Department of Cardiac Surgery, Ceynowa Hospital, 84-200 Wejherowo, Poland.
Department of Anesthesiology and Intensive Therapy, Regional Specialist Hospital, 72-300 Gryfice, Poland.
Medicina (Kaunas). 2020 Sep 24;56(10):493. doi: 10.3390/medicina56100493.
Postoperative cognitive disorders after cardiac surgery may manifest as postoperative delirium (POD) or later as postoperative cognitive dysfunction (POCD). The incidence of POD after cardiac surgery ranges from 16% to 73%. In contrast to POD, POCD is usually diagnosed after the discharge from hospital, with an incidence of 30 to 70% of cases, very often noticed only by close relative or friends, decreasing after six (20-30%) and twelve (15-25%) months after surgery. Perioperative cognitive disorders are associated with adverse short- and long-term effects, including increased morbidity and mortality. Due to the complexity of delirium pathomechanisms and the difficulties in the diagnosis, researchers have not yet found a clear answer to the question of which patient will be at a higher risk of developing delirium. The risk for POD and POCD in older patients with numerous comorbidities like hypertension, diabetes, and previous ischemic stroke is relatively high, and the predisposing cognitive profile for both conditions is important. The aim of this narrative review was to identify and describe biomarkers used in the diagnosis of delirium after cardiac surgery by presenting a search through studies regarding this subject, which have been published during the last ten years. The authors discussed brain-derived biomarkers, inflammation-related biomarkers, neurotransmitter-based biomarkers, and others. Work based on inflammation-related biomarkers, which are characterized by the low cost of implementation and the effectiveness of delirium diagnosis, seems to be the closest to the goal of discovering an inexpensive and effective marker. Currently, the use of a panel of tests, and not a single biomarker, brings us closer to the discovery of a test, or rather a set of tests ideal for the diagnosis of delirium after cardiac surgery.

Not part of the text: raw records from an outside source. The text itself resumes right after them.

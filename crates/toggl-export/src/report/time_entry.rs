use serde::Deserialize;

#[derive(Debug, Clone, Default, Deserialize)]
pub struct TimeEntryTitle {
    #[serde(rename = "time_entry", default)]
    pub name: Option<String>,
}

/// A single logged activity
#[derive(Debug, Clone, Default, Deserialize)]
pub struct TimeEntry {
    #[serde(default)]
    pub title: Option<TimeEntryTitle>,
    /// Duration in milliseconds
    #[serde(rename = "time", default)]
    duration_ms: Option<i64>,
}

impl TimeEntry {
    /// Entry name, `None` when the response carried no title object
    pub fn name(&self) -> Option<&str> {
        self.title
            .as_ref()
            .map(|title| title.name.as_deref().unwrap_or_default())
    }

    /// Duration in milliseconds; absent or `null` reads as zero
    pub fn duration_ms(&self) -> i64 {
        self.duration_ms.unwrap_or_default()
    }
}
mod client;
mod timesheet;

use crate::SummaryReport;

use serde_json::{Value, json};

/// Build a report body with `projects` projects of `entries` entries each.
/// Entry `j` of every project lasts `j` hours.
pub(crate) fn report_json(projects: usize, entries: usize) -> Value {
    let data: Vec<Value> = (0..projects)
        .map(|p| {
            let items: Vec<Value> = (0..entries)
                .map(|e| {
                    json!({
                        "title": { "time_entry": format!("Task {p}.{e}") },
                        "time": e as i64 * 3_600_000
                    })
                })
                .collect();
            json!({ "title": { "project": format!("Project {p}") }, "items": items })
        })
        .collect();

    json!({ "data": data })
}

pub(crate) fn decode(value: &Value) -> SummaryReport {
    SummaryReport::decode(value.to_string().as_bytes()).unwrap()
}
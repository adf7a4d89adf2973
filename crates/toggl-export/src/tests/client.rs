use crate::{Client, DateRange, SUMMARY_URL, USER_AGENT};

use googletest::assert_that;
use googletest::prelude::{anything, eq, err, ok};

#[test]
fn given_range_when_building_url_then_query_in_fixed_order() {
    // Given
    let client = Client::new(SUMMARY_URL, "token");

    // When
    let url = client
        .summary_url("42", &DateRange::new("2024-01-01", "2024-01-31"))
        .unwrap();

    // Then
    assert_that!(url.path(), eq("/reports/api/v2/summary"));
    assert_that!(
        url.query(),
        eq(Some(
            "workspace_id=42&since=2024-01-01&until=2024-01-31&user_agent=toggl-export"
        ))
    );
}

#[test]
fn given_empty_range_when_building_url_then_empty_values_passed_through() {
    // Given
    let client = Client::new(SUMMARY_URL, "token");

    // When
    let url = client.summary_url("42", &DateRange::default()).unwrap();

    // Then
    let pairs: Vec<(String, String)> = url.query_pairs().into_owned().collect();
    assert_that!(
        pairs,
        eq(&vec![
            ("workspace_id".to_string(), "42".to_string()),
            ("since".to_string(), String::new()),
            ("until".to_string(), String::new()),
            ("user_agent".to_string(), USER_AGENT.to_string()),
        ])
    );
}

#[test]
fn given_reserved_characters_when_building_url_then_encoded() {
    let client = Client::new(SUMMARY_URL, "token");

    let url = client
        .summary_url("a&b", &DateRange::new("2024-01-01T00:00:00+01:00", ""))
        .unwrap();

    let pairs: Vec<(String, String)> = url.query_pairs().into_owned().collect();
    assert_that!(pairs[0].1.as_str(), eq("a&b"));
    assert_that!(pairs[1].1.as_str(), eq("2024-01-01T00:00:00+01:00"));
}

#[test]
fn given_invalid_endpoint_when_building_url_then_error() {
    let client = Client::new("not a url", "token");

    assert_that!(client.summary_url("42", &DateRange::default()), err(anything()));
}

#[test]
fn given_endpoint_when_client_created_then_stored_verbatim() {
    let client = Client::new("http://localhost:8000/summary", "token");

    assert_that!(client.endpoint.as_str(), eq("http://localhost:8000/summary"));
    assert_that!(client.summary_url("1", &DateRange::default()), ok(anything()));
}
use std::ops::Deref;
use std::str::FromStr;

use log::LevelFilter;

/// Wrapper for LevelFilter with lenient parsing
#[derive(Debug, Clone, Copy, PartialEq, Eq)]
pub struct LogLevel(pub LevelFilter);

impl LogLevel {
    /// Parse a level name, falling back to Info for anything unknown.
    pub fn parse_lenient(s: &str) -> Self {
        match s.trim().to_lowercase().as_str() {
            "off" => LogLevel(LevelFilter::Off),
            "error" => LogLevel(LevelFilter::Error),
            "warn" => LogLevel(LevelFilter::Warn),
            "info" => LogLevel(LevelFilter::Info),
            "debug" => LogLevel(LevelFilter::Debug),
            "trace" => LogLevel(LevelFilter::Trace),
            _ => LogLevel(LevelFilter::Info),
        }
    }
}

impl From<LogLevel> for LevelFilter {
    fn from(log_level: LogLevel) -> Self {
        log_level.0
    }
}

impl Deref for LogLevel {
    type Target = LevelFilter;

    fn deref(&self) -> &Self::Target {
        &self.0
    }
}

impl FromStr for LogLevel {
    type Err = std::convert::Infallible;

    fn from_str(s: &str) -> Result<Self, Self::Err> {
        Ok(LogLevel::parse_lenient(s))
    }
}
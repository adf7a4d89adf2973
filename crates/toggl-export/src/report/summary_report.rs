use crate::{ExportError, ExportResult, ProjectEntry};

use log::debug;
use serde::Deserialize;

/// Decoded summary report: projects in response order
#[derive(Debug, Clone, Default, Deserialize)]
pub struct SummaryReport {
    #[serde(rename = "data", default)]
    project_entries: Option<Vec<ProjectEntry>>,
}

impl SummaryReport {
    /// Decode a raw response body.
    ///
    /// The top-level object must be well formed. A missing or `null` `data`
    /// array decodes as a report with no projects.
    #[track_caller]
    pub fn decode(body: &[u8]) -> ExportResult<Self> {
        let report: Self = serde_json::from_slice(body).map_err(ExportError::from_json)?;
        debug!(
            "Decoded summary report: {} projects, {} time entries",
            report.project_entries().len(),
            report.time_entry_count()
        );
        Ok(report)
    }

    pub fn project_entries(&self) -> &[ProjectEntry] {
        self.project_entries.as_deref().unwrap_or(&[])
    }

    /// Total number of time entries across all projects
    pub fn time_entry_count(&self) -> usize {
        self.project_entries()
            .iter()
            .map(|project| project.time_entries().len())
            .sum()
    }
}
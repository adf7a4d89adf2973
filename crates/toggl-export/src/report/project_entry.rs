use crate::TimeEntry;

use serde::Deserialize;

#[derive(Debug, Clone, Default, Deserialize)]
pub struct ProjectTitle {
    #[serde(default)]
    pub project: Option<String>,
}

/// One project and the time entries logged against it
#[derive(Debug, Clone, Default, Deserialize)]
pub struct ProjectEntry {
    #[serde(default)]
    pub title: Option<ProjectTitle>,
    #[serde(rename = "items", default)]
    time_entries: Option<Vec<TimeEntry>>,
}

impl ProjectEntry {
    /// Project name, `None` when the response carried no title object.
    ///
    /// A title object with a missing or `null` name reads as an empty name.
    pub fn project_name(&self) -> Option<&str> {
        self.title
            .as_ref()
            .map(|title| title.project.as_deref().unwrap_or_default())
    }

    pub fn time_entries(&self) -> &[TimeEntry] {
        self.time_entries.as_deref().unwrap_or(&[])
    }
}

心脏手术后的术后认知障碍可能表现为术后谵妄 (POD) 或以后出现术后认知功能障碍 (POCD)。心脏手术后 POD 的发生率为 16%至 73%。与 POD 不同,POCD 通常在出院后诊断,发生率为 30%至 70%的病例,通常只有亲密的亲戚或朋友才能注意到,手术后 6 个月(20-30%)和 12 个月(15-25%)后会减少。围手术期认知障碍与不良的短期和长期影响有关,包括发病率和死亡率增加。由于谵妄病理机制的复杂性和诊断的困难,研究人员尚未找到一个明确的答案,即哪些患者发生谵妄的风险更高。患有高血压、糖尿病和先前缺血性中风等多种合并症的老年患者发生 POD 和 POCD 的风险相对较高,两种情况的易患认知特征都很重要。本叙述性综述的目的是通过对过去十年中关于该主题的研究进行搜索,确定和描述用于诊断心脏手术后谵妄的生物标志物,并对其进行描述。作者讨论了脑源性生物标志物、炎症相关生物标志物、神经递质为基础的生物标志物等。基于炎症相关生物标志物的工作,其特点是实施成本低,诊断谵妄的效果好,似乎最接近发现廉价有效的标志物的目标。目前,使用一组测试,而不是单一的生物标志物,使我们更接近发现一种测试,或者更确切地说,是一套理想的用于诊断心脏手术后谵妄的测试。